What is the spring-boot-configuration-processor ? Why do people exclude libraries from it? Why is it invisible in dependency tree?

spring-boot-configuration-processor is an annotation processor that generates metadata about classes in your application that are annotated with @ConfigurationProperties. This metadata is used by your IDE (Eclipse, IntelliJ, or NetBeans) to provide auto-completion and documentation for the properties when editing application.properties and application.yaml files.

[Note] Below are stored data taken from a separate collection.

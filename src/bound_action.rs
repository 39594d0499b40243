use std::collections::HashMap;
use std::sync::Arc;

use serde_json::Value;

use crate::action_creator::{ActionCreator, ActionCreators, TypedActionCreator};
use crate::action_sender::{ActionSender, Dispatch, DispatchId};
use crate::args::IntoPayload;
use crate::error::PayloadError;

/// An action creator that dispatches what it creates.
#[derive(Debug, Clone)]
pub struct BoundAction {
    creator: ActionCreator,
    dispatch: Dispatch,
}

impl BoundAction {
    pub fn name(&self) -> &str {
        self.creator.name()
    }

    pub fn call<I>(&self, args: I)
    where
        I: IntoIterator<Item = Value>,
    {
        self.dispatch.send(self.creator.create(args));
    }
}

pub struct TypedBoundAction<Args> {
    creator: TypedActionCreator<Args>,
    dispatch: Dispatch,
}

impl<Args> Clone for TypedBoundAction<Args> {
    fn clone(&self) -> Self {
        Self {
            creator: self.creator.clone(),
            dispatch: self.dispatch.clone(),
        }
    }
}

impl<Args> TypedBoundAction<Args>
where
    Args: IntoPayload,
{
    pub fn name(&self) -> &str {
        self.creator.name()
    }

    /// Nothing is dispatched when an argument fails to encode.
    pub fn call(&self, args: Args) -> Result<(), PayloadError> {
        let action = self.creator.create(args)?;
        self.dispatch.send(action);
        Ok(())
    }
}

/// Every creator of an [`ActionCreators`] bound to one dispatch handle.
#[derive(Debug, Clone)]
pub struct BoundActions {
    creators: ActionCreators,
    dispatch: Dispatch,
    actions: Arc<HashMap<Arc<str>, BoundAction>>,
}

impl BoundActions {
    pub fn get(&self, name: &str) -> Option<&BoundAction> {
        self.actions.get(name)
    }

    pub fn typed<Args>(&self, name: &str) -> Option<TypedBoundAction<Args>>
    where
        Args: IntoPayload + 'static,
    {
        let creator = self.creators.typed(name)?;
        Some(TypedBoundAction {
            creator,
            dispatch: self.dispatch.clone(),
        })
    }

    /// Identity of the dispatch handle these actions push into.
    pub fn dispatch_id(&self) -> DispatchId {
        self.dispatch.id()
    }

    pub fn names(&self) -> impl Iterator<Item = &str> {
        self.actions.keys().map(|name| name.as_ref())
    }

    pub fn len(&self) -> usize {
        self.actions.len()
    }

    pub fn is_empty(&self) -> bool {
        self.actions.is_empty()
    }
}

impl ActionCreators {
    /// Wraps every creator so that calling it sends the action to `dispatch`.
    pub fn bind(&self, dispatch: &Dispatch) -> BoundActions {
        let actions = self
            .iter()
            .map(|creator| {
                let bound = BoundAction {
                    creator: creator.clone(),
                    dispatch: dispatch.clone(),
                };
                (Arc::from(creator.name()), bound)
            })
            .collect::<HashMap<_, _>>();
        BoundActions {
            creators: self.clone(),
            dispatch: dispatch.clone(),
            actions: Arc::new(actions),
        }
    }
}
use tokio::runtime::Handle;
use tokio::sync::broadcast;
use tokio::task::AbortHandle;

use crate::action::Action;
use crate::action_sender::{ActionSender, Dispatch};
use crate::error::NoRuntime;
use crate::reducer::Reducer;
use crate::state_provider::{BorrowedState, ChangeObserver, StateProvider};

use super::engine::StoreEngine;

/// State root: owns the state and applies dispatched actions one at a time,
/// in the order they were sent.
///
/// The update loop runs on the tokio runtime current at creation. Dropping
/// the store stops it.
pub struct Store<State>
where
    State: PartialEq + Clone + Send + 'static,
{
    engine: StoreEngine<State>,
    handle: AbortHandle,
}

impl<State> Store<State>
where
    State: PartialEq + Clone + Send + 'static,
{
    /// # Panics
    ///
    /// Outside a tokio runtime. Use [`Store::try_new`] to get an error instead.
    pub fn new<R: Reducer<State> + Sync + Send + 'static>(state: State, reducer: R) -> Self {
        Self::try_new(state, reducer).unwrap_or_else(|err| panic!("{err}"))
    }

    pub fn try_new<R: Reducer<State> + Sync + Send + 'static>(
        state: State,
        reducer: R,
    ) -> Result<Self, NoRuntime> {
        let runtime = Handle::try_current().map_err(|_| NoRuntime)?;
        let engine = StoreEngine::new(state, reducer);
        let handle = engine.run_loop(&runtime);
        Ok(Self { engine, handle })
    }

    pub fn dispatch(&self) -> Dispatch {
        self.engine.dispatch()
    }

    /// Waits until every action sent before this call has been applied.
    ///
    /// If reducers panicked meanwhile, the oldest of those panics is resumed
    /// here; the rest wait for the following calls. A panic is only surfaced
    /// through `settle`: reading the state alone never reports it.
    pub async fn settle(&self) {
        self.engine.settle().await
    }
}

impl<State> StateProvider for Store<State>
where
    State: PartialEq + Clone + Send + 'static,
{
    type State = State;

    fn state(&self) -> BorrowedState<'_, State> {
        self.engine.state()
    }
}

impl<State> ChangeObserver for Store<State>
where
    State: PartialEq + Clone + Send + 'static,
{
    fn observe(&self) -> broadcast::Receiver<()> {
        self.engine.observe()
    }
}

impl<State> ActionSender for Store<State>
where
    State: PartialEq + Clone + Send + 'static,
{
    type SendableAction = Action;

    fn send(&self, action: Action) {
        self.engine.dispatch().send(action);
    }
}

impl<State> Drop for Store<State>
where
    State: PartialEq + Clone + Send + 'static,
{
    fn drop(&mut self) {
        self.handle.abort();
    }
}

You can learn a bit more about it in the relevant section of Spring Boot's reference documentation.

Since Spring Boot 1.5.10, the exclusion is no longer necessary as com.vaadin.external.google:android-json is no longer a dependency of spring-boot-configuration-processor.


What does the spring-boot-configuration-processor dependency do?

It scans the libraries in the build and sees what properties they use so as to inform the IDE

Why is it necessary to sometimes exclude dependencies from the processor?

Maven libraries can clash sometimes - the one you reference was excluded by JHipster because it led to errors when on the classpath together with another library in JHipster's dependencies

Why doesn't the processor necessarily appear in the mvn dependency:tree?

It does for me on the jhipster-sample-app. Presumably you're referring to the comment on the linked issue stating that the android-json library isn't in the tree. I've asked there about that.

Why are exclusions used with processor in situations where it's very difficult to exclude a dependency?

This is a dependency clash issue like any other really, it just happens that the processor is bringing in the key dependency (or rather was, as @Andy Wilkinson points out com.vaadin.external.google:android-json is no longer used by the processor)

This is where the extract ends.